[DATASET EXCERPTS]
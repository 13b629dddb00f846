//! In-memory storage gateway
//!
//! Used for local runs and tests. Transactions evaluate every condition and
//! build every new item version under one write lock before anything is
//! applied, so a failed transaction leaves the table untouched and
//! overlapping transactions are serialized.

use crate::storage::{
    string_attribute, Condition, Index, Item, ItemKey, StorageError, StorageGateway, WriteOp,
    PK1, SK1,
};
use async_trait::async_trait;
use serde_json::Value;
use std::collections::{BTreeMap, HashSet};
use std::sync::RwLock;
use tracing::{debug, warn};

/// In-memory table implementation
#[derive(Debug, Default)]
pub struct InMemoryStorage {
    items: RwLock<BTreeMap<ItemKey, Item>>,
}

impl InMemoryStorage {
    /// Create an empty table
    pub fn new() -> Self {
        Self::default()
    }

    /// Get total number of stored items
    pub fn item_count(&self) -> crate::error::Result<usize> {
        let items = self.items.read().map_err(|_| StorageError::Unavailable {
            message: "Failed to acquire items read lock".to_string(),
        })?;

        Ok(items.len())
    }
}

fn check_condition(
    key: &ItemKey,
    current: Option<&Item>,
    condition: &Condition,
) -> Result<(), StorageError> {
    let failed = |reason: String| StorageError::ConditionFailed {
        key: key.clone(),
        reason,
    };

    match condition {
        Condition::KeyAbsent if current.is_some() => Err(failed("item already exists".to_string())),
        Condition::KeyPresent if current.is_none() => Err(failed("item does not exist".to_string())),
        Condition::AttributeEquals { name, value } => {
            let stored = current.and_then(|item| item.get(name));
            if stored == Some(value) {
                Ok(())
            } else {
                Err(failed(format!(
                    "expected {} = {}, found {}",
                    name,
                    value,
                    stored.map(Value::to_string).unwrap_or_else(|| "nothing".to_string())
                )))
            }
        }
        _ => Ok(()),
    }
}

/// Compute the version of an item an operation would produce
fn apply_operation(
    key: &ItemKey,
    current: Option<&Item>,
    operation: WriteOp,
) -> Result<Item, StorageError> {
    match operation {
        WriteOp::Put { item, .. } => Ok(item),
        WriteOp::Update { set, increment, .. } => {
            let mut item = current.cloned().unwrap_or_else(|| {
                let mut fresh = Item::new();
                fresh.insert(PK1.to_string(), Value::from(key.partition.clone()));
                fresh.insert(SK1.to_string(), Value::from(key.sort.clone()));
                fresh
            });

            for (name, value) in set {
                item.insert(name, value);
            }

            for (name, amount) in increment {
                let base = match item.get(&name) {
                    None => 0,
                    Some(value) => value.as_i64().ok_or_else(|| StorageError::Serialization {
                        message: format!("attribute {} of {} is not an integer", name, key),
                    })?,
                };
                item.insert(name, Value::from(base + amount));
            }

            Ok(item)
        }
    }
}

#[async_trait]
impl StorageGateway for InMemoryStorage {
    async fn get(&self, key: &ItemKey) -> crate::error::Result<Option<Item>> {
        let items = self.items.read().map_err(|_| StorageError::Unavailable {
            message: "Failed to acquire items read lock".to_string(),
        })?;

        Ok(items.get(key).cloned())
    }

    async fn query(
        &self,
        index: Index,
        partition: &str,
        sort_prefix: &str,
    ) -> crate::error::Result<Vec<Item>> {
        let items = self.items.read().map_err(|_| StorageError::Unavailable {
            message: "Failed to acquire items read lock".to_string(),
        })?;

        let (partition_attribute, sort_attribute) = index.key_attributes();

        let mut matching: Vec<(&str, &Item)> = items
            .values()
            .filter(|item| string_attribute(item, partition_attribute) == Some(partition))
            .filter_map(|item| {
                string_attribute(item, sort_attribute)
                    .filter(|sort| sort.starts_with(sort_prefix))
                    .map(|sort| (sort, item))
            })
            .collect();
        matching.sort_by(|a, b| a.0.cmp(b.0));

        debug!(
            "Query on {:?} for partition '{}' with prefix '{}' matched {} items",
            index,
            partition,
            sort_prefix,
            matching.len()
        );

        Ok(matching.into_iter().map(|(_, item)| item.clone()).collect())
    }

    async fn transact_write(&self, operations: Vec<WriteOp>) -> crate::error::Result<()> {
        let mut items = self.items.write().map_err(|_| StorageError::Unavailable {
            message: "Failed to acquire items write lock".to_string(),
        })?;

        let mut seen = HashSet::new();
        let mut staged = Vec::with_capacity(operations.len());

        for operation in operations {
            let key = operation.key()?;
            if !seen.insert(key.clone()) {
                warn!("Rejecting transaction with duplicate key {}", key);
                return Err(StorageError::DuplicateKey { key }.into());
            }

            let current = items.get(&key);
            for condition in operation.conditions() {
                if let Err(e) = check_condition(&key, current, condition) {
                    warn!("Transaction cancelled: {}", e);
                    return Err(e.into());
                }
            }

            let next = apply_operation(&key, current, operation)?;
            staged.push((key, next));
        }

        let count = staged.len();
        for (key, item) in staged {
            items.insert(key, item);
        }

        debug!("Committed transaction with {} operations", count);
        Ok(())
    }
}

==

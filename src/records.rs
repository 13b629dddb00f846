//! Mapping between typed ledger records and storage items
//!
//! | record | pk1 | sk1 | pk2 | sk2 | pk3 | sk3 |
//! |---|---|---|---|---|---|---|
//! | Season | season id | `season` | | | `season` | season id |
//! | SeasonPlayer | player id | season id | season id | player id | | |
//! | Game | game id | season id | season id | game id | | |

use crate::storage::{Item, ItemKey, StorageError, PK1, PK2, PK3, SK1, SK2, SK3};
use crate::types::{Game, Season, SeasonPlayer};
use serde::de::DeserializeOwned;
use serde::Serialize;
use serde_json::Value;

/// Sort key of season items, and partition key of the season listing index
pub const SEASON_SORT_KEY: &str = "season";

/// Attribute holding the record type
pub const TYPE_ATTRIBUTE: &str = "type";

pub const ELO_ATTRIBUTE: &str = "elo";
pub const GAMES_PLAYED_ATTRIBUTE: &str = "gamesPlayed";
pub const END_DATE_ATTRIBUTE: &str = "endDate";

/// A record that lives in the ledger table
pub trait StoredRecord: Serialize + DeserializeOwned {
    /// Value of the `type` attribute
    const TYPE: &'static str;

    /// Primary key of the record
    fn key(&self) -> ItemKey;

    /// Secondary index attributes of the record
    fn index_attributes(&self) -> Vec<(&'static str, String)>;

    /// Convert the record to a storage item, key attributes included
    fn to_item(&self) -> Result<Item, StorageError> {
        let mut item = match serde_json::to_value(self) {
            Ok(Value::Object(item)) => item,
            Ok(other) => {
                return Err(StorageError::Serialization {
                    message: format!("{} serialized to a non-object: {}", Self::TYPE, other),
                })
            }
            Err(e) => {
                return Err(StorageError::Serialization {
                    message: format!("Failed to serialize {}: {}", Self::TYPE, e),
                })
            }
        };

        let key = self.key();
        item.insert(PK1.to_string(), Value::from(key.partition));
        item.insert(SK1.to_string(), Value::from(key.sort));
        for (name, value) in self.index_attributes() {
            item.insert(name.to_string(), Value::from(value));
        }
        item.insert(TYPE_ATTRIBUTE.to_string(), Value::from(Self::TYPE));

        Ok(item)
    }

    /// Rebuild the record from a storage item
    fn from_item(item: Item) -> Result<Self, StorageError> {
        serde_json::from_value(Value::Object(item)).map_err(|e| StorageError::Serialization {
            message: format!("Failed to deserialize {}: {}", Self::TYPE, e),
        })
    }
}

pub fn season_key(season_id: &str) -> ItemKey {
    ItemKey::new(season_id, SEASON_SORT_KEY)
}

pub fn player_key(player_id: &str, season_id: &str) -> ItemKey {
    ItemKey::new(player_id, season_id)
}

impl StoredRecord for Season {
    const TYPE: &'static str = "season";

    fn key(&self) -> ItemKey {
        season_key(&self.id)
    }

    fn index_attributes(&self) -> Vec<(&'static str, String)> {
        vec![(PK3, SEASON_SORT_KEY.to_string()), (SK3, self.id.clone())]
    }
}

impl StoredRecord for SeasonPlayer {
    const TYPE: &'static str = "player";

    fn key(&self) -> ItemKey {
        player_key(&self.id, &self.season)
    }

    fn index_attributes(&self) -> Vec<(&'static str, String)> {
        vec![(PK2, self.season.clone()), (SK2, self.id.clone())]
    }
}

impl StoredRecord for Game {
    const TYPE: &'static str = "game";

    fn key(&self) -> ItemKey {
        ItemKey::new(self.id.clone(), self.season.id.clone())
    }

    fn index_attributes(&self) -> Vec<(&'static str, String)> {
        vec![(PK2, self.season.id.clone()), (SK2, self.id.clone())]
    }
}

==

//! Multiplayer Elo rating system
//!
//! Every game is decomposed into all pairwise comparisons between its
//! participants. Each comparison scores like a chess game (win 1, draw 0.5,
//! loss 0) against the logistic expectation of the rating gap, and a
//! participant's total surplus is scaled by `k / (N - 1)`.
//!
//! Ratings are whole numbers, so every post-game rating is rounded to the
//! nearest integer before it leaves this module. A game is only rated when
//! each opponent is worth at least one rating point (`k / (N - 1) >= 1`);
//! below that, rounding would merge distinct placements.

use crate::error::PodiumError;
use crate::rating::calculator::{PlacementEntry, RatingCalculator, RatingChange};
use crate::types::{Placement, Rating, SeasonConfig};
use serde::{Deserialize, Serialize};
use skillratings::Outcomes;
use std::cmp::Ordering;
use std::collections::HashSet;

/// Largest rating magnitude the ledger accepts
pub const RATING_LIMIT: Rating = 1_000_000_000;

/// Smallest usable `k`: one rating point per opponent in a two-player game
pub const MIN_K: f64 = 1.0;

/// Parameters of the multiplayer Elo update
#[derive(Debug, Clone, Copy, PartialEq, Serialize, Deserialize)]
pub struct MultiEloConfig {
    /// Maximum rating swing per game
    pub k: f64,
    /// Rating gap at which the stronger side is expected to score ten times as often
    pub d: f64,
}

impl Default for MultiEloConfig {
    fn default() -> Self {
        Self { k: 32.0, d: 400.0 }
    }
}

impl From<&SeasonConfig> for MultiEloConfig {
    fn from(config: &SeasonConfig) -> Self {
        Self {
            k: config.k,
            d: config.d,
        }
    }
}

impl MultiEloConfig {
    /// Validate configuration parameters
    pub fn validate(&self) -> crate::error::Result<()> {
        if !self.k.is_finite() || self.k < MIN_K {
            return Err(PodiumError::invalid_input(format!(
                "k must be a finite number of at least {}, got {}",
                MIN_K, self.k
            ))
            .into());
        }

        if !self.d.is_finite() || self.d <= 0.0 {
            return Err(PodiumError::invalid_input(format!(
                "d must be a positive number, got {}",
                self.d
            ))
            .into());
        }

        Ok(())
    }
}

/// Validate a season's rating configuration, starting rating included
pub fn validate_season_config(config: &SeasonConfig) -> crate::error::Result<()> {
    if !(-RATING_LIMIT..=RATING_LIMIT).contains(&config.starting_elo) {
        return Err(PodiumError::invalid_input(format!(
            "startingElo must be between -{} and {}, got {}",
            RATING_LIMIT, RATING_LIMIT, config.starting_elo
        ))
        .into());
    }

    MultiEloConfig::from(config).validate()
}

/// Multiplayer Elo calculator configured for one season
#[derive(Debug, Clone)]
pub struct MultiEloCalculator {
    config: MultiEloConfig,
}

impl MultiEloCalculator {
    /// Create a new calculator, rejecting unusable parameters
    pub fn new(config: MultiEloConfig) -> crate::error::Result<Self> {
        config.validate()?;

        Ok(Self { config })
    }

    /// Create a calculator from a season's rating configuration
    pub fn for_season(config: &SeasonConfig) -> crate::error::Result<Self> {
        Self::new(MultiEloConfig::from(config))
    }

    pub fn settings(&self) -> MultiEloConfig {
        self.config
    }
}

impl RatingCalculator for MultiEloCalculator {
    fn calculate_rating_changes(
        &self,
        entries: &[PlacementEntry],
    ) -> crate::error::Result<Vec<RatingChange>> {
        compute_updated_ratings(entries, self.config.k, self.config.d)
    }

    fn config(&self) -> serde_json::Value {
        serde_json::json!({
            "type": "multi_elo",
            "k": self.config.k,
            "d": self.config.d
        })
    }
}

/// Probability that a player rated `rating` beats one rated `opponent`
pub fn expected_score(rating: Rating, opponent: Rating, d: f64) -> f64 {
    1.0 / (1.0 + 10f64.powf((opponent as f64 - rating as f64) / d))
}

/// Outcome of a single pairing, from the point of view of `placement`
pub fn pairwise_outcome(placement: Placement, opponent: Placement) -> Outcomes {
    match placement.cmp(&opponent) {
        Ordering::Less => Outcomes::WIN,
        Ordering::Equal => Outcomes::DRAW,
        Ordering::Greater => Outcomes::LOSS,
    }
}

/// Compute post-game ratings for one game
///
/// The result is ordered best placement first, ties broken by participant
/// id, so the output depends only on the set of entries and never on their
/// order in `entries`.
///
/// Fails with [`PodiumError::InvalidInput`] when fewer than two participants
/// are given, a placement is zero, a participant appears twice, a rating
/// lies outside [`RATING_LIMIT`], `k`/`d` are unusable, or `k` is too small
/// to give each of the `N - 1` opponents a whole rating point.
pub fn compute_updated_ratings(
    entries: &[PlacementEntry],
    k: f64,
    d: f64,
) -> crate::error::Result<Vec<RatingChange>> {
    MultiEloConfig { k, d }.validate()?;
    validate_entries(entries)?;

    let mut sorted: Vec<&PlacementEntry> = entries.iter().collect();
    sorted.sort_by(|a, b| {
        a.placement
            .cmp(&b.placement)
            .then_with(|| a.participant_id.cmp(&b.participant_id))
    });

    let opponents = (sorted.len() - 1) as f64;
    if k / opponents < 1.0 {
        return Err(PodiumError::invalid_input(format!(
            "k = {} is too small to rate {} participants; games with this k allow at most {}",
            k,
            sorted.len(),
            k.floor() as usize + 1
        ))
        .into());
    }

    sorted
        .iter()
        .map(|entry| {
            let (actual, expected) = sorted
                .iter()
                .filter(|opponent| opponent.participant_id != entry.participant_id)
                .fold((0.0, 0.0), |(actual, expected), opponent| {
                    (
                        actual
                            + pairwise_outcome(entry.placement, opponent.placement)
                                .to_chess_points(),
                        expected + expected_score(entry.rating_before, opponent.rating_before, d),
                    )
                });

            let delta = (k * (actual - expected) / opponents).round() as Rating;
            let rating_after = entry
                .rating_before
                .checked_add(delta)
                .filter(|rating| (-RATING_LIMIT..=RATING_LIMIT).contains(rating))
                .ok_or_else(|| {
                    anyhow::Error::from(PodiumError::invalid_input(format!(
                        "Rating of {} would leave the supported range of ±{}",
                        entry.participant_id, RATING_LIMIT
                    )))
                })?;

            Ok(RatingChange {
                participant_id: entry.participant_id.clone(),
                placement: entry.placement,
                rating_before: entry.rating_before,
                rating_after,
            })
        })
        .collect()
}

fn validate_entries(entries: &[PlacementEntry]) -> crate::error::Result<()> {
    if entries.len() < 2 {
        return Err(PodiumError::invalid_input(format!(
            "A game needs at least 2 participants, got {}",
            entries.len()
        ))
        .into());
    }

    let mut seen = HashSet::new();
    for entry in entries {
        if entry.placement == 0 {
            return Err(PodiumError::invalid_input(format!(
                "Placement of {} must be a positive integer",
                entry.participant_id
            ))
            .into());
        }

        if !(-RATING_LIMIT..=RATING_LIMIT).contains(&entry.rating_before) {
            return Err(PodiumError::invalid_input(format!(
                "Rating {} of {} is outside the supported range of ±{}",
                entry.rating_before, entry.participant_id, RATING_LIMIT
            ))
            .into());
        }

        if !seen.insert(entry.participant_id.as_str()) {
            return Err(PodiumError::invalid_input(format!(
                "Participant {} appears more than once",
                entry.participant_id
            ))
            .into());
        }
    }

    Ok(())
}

[WORK TASK] Lines above with the word "InMemoryStorage" should be counted, and the reply is that count alone.

[TASK OUTPUT] 3